Quinns: Gosh, it’s ugly. Even the tiniest Kickstarters these days work with talented artists and art designers to make their game look gorgeous. Wizkids is being made to look amateurish by the amateurs.

Paul: What about fantasy megafranchise Dungeons and/or Dragons? You’re excited by a bit of that, right? Gale Force Nine will be publishing Vault of Dragons at the end of the summer, giving players the chance to play rascally rakes trying to find a big pot of gold buried somewhere under the Forgotten Realm’s infamous city of Waterdeep. Now, I’ve never been hugely inspired by any of the D&D board games, but you’re cautiously optimistic about this one, right?

Quinns: Sure! Gale Force Nine have a habit of surprising us with really high-quality franchise games. Also, the tagline calls it a game of FIERCE CONFLICTS and HIDDEN TREASURES. That sounds like the marketing copy of a trashy 1980s board game, and I love it.

Paul: Our daily paper route takes us past Kickstarter Mansion and today that means the new game from Tueusday Knight Games (of Two Rooms and a Boom), That’s Not Lemonade.

Quinns: I’m liking the sound of this. It’s a tiny-box push your luck card game where players have to pull lemons out of a deck without drinking pee.

Paul: Is that… really what it’s about?

Quinns: Yep.

Paul: OK!

Quinns: Honestly, I think this sounds pretty swell. Matt and I had plenty of fun with Bye-Bye Black Sheep, which is a card game with even less decisions and more luck than this one. I bet this is a ton of fun. Perhaps it’ll even be 2018’s Love Letter. Alan I know you’re reading this, don’t you dare use that as a pull quote.

You know what’s hot? BOARD GAMES. You know who knows it? VIBEO GAMES.

This week Scythe came out on Steam as a standalone digital game, and that’s not all! Ticket to Ride was just announced for PS4, and Carcassonne will be releasing on the Nintendo Switch.

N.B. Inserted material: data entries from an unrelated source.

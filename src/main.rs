mod cli_args;
mod config;
mod git;
mod llm;
mod logging;
mod readme;
mod setup;

use std::time::Duration;

use anyhow::{ensure, Result};
use clap::Parser;
use indicatif::ProgressBar;

use crate::cli_args::Cli;
use crate::config::Config;
use crate::git::GitCli;
use crate::llm::prompt_builder::{clip_chars, MAX_DIFF_CHARS};
use crate::llm::LlmClient;

fn main() -> Result<()> {
    let cli = Cli::parse();
    logging::init_logger(cli.verbose);

    let config = Config::from_sources(&cli);
    let client = setup::build_llm_client(&cli, &config);

    run(&cli, &config, client.as_ref())
}

/// The whole pipeline: read context, ask the model, replace the README.
fn run(cli: &Cli, config: &Config, llm: &dyn LlmClient) -> Result<()> {
    println!("Fetching repository context...");
    let current_readme = readme::read_or_empty(&config.readme_path)?;

    println!("Retrieving commit diff and history...");
    let git = GitCli::new(std::env::current_dir()?);
    let diff = git.head_commit().text_or_empty("commit diff");
    let commit_log = git.recent_log().text_or_empty("commit log");

    if diff.is_empty() {
        log::warn!("no commit diff found; proceeding with commit log only");
    }

    println!("Generating updated README content...");
    let clipped_diff = clip_chars(&diff, MAX_DIFF_CHARS);

    let spinner = ProgressBar::new_spinner();
    spinner.set_message("Waiting for the model...");
    spinner.enable_steady_tick(Duration::from_millis(120));

    let generated = llm.generate_updated_readme(
        &current_readme,
        clipped_diff,
        &commit_log,
        config.project_hint.as_deref(),
    );
    spinner.finish_and_clear();
    let new_content = generated?;

    ensure!(
        !new_content.trim().is_empty(),
        "model returned an empty README; leaving {} untouched",
        config.readme_path.display()
    );

    if cli.dry_run {
        println!();
        println!("----- Proposed README -----");
        println!("{new_content}");
        println!("---------------------------");
        return Ok(());
    }

    println!("Writing updated README...");
    let backup = readme::write_with_backup(&config.readme_path, &new_content)?;
    if let Some(backup) = &backup {
        println!("Backup created at {}", backup.display());
    }
    println!(
        "README updated successfully at {}",
        config.readme_path.display()
    );

    Ok(())
}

Slowly but surely, board games are seeping into the public subconscious. Soon, we will have respect. Soon, we will have control. By the year 2032, Shut Up & Sit Down will be the Prime Minister of the UK. It’ll be me, Matt and Paul all sat on one another’s laps, squeezed into a single chair.

Paul: When I worked in the video games industry when I were a young lad PS4 games were £5 and you could buy a Mars bar for 20p.

Quinns: That’s not true. You were NEVER a young lad.

Paul: In more serious news-

Quinns: This is absolutely not a serious news story.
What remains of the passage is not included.